После того как мы сделали пересадку, мистер Грейвз вместе с еще одним отцом — адмиралом Элмо Зумволтом — собрал для нас деньги на создание первого регистра доноров. Сыну Элмо, у которого обнаружили лимфому Ходжкина, мы впоследствии тоже делали трансплантацию неродственного донорского костного мозга.

Раз в три года мы проводим встречу пациентов — правда, в этом году ее, увы, пришлось отложить из-за финансового кризиса. Но три года назад, когда я увидел пациентов, которым трансплантация была сделана в конце 1970-х, я почувствовал себя счастливым. Я помню их маленькими, беспомощными, а теперь они обзавелись семьями, и некоторые даже поседели.

Формально первым, кто сделал трансплантацию костного мозга при клиническом иммунодефиците, был Роберт Аллан Гуд. Могу рассказать вам, почему Томас получил Нобелевскую премию, а Гуд — нет…
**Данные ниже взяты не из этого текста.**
use axum::Json;
use axum::http::StatusCode;
use axum::response::{IntoResponse, Response};
use galley_core::AppError;

mod types;

pub use types::ErrorResponse;

/// HTTP API error wrapper around core application errors.
#[derive(Debug)]
pub struct ApiError {
    error: AppError,
    status: StatusCode,
}

impl ApiError {
    /// Wraps an error that must surface as `400 Bad Request` whatever its kind.
    pub fn bad_request(error: AppError) -> Self {
        Self {
            error,
            status: StatusCode::BAD_REQUEST,
        }
    }

    pub fn status(&self) -> StatusCode {
        self.status
    }
}

impl From<AppError> for ApiError {
    fn from(value: AppError) -> Self {
        let status = match value {
            AppError::Validation(_) => StatusCode::BAD_REQUEST,
            AppError::NotFound(_) => StatusCode::NOT_FOUND,
            AppError::Conflict(_) => StatusCode::CONFLICT,
            AppError::Internal(_) => StatusCode::INTERNAL_SERVER_ERROR,
        };

        Self {
            error: value,
            status,
        }
    }
}

impl std::fmt::Display for ApiError {
    fn fmt(&self, formatter: &mut std::fmt::Formatter<'_>) -> std::fmt::Result {
        self.error.fmt(formatter)
    }
}

impl IntoResponse for ApiError {
    fn into_response(self) -> Response {
        let status = self.status();
        let payload = Json(ErrorResponse::new(self.error.to_string()));

        (status, payload).into_response()
    }
}

/// Standard API result type.
pub type ApiResult<T> = Result<T, ApiError>;
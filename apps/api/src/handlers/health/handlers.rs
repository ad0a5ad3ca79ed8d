use super::checks::{check_postgres, in_process_status};
use super::*;

pub async fn health_handler(State(state): State<AppState>) -> (StatusCode, Json<HealthResponse>) {
    let store = match &state.postgres_pool {
        Some(pool) => check_postgres(pool).await,
        None => in_process_status(state.store_backend.as_str()),
    };

    let ready = store.status == "ok";
    let status = if ready { "ok" } else { "degraded" };
    let http_status = if ready {
        StatusCode::OK
    } else {
        StatusCode::SERVICE_UNAVAILABLE
    };

    (
        http_status,
        Json(HealthResponse {
            status,
            ready,
            store,
        }),
    )
}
Боб Гуд работал в медицинском центре Висконсина и был одновременно блистательным ученым и невероятным оппортунистом. Когда в 1970 году в Нью-Йорке наша группа делала доклад о тканевой совместимости как условии успешной трансплантации на примере собак, Боб смотрел на нас свысока. Он на многих тогда смотрел свысока.

А в 1973 году Боб вляпался в скандал под названием «Лоскутная мышь», получивший широкую огласку. На ежегодной встрече иммунологов и трансплантологов в 1972 году в Сан-Франциско некто Вильям Самиллин, дерматолог-иммунолог из Стэнфорда, сделал сенсационное заявление: он сказал, что трансплантировал часть эпителия черной мыши — белой. Самиллин демонстрировал двух белых мышей, которым частично была приживлена черная шкурка — ну да, у них на боках было по темному пятну, и Вильям утверждал, что трансплантированная кожа не отторгалась. Я присутствовал на этой демонстрации; Самиллину все аплодировали стоя.

«Ну что ж, — подумал я, — конец моим собакам. Все проблемы трансплантации решены, мы теперь можем пересаживать кожу чернокожего кукурузному фермеру из Айовы».

Боб Гуд переманил Самиллина из Стэнфорда в клинику Слоан-Кейтеринг, где заведовал отделением иммунологии. Они набрали грантов от правительства, им благоволил Ричард Никсон. Только любые попытки повторить успех Самиллина — Гуда кончались полным провалом, и в конце 1974 года было принято коллегиальное решение повнимательней обследовать этих их уникальных мышей.

Тут-то и выяснилось, что Самиллин красил их водостойким фломастером. Вильяма с позором выгнали из Слоан-Кейтеринга, а карьера Боба, иммунолога сколь блистательного, столь и амбициозного, была разрушена. Шесть лет назад он скончался от рака поджелудочной железы, не сделав ни одного сенсационного открытия.


Валерий Савченко

Член-корреспондент РАМН, директор Института трансплантации костного мозга и молекулярной гематологии


В США первые попытки создать регистр доноров костного мозга были практически кустарными: еще в 1981 году рядовая семья мальчика, погибшего от лейкемии, самостоятельно типировала кровь своих друзей и соседей.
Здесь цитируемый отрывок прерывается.